The pro-family group European Dignity Watch (EDW) says that the report, “besides the reasonable demands” it makes, “could imply” a Union-wide recognition of same-sex marriage “through a back door and severe overstepping of the principle of subsidiarity”.
According to Dignity Watch, Section 40 of the report “could mean that member states would be forced to indirectly recognize same-sex unions as equal to marriage even if such recognition does not exist in the respective country’s legal system.”
The consequence, the group said, “would be an uncontrollable ‘marriage-tourism’ to countries that recognize same-sex ‘marriage’” like Belgium, Spain, Portugal and Sweden, “or even polygamous ‘marriages’ …as recognized in the Netherlands.”
One of the most useful legal wedge issues for the EU’s homosexualist lobbyists has been the issue of “cross-border harmonization,” a concept that the member states must recognise laws, including those regarding the marital status of citizens, in all 27 states. This, combined with the legal freedom of all EU citizens to live in any EU state they choose, is the basis of arguments made by the influential homosexualist organisations like the International Gay and Lesbian Association (ILGA).

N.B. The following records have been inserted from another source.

/// Keywords are fine as member names after `->` (`$list->new()`).
fn keyword_as_member(tok: &Token) -> bool {
    !matches!(
        tok.token_type,
        TokenType::Variable
            | TokenType::StringLit
            | TokenType::Integer
            | TokenType::Float
            | TokenType::InlineHtml
            | TokenType::OpenTag
            | TokenType::CloseTag
            | TokenType::Eof
    ) && tok.value.chars().next().map_or(false, |c| c.is_alphabetic() || c == '_')
}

EDW says, “If the report passes as drafted now, it would violate severely the principle of subsidiarity, a key founding principle of the EU. There is an obvious risk to undermine the sovereignty of the Member States in family law and specifically the definition of marriage in their own country by shifting a definition of marriage from family law – which is an exclusive competence of the Member States – to procedural law.”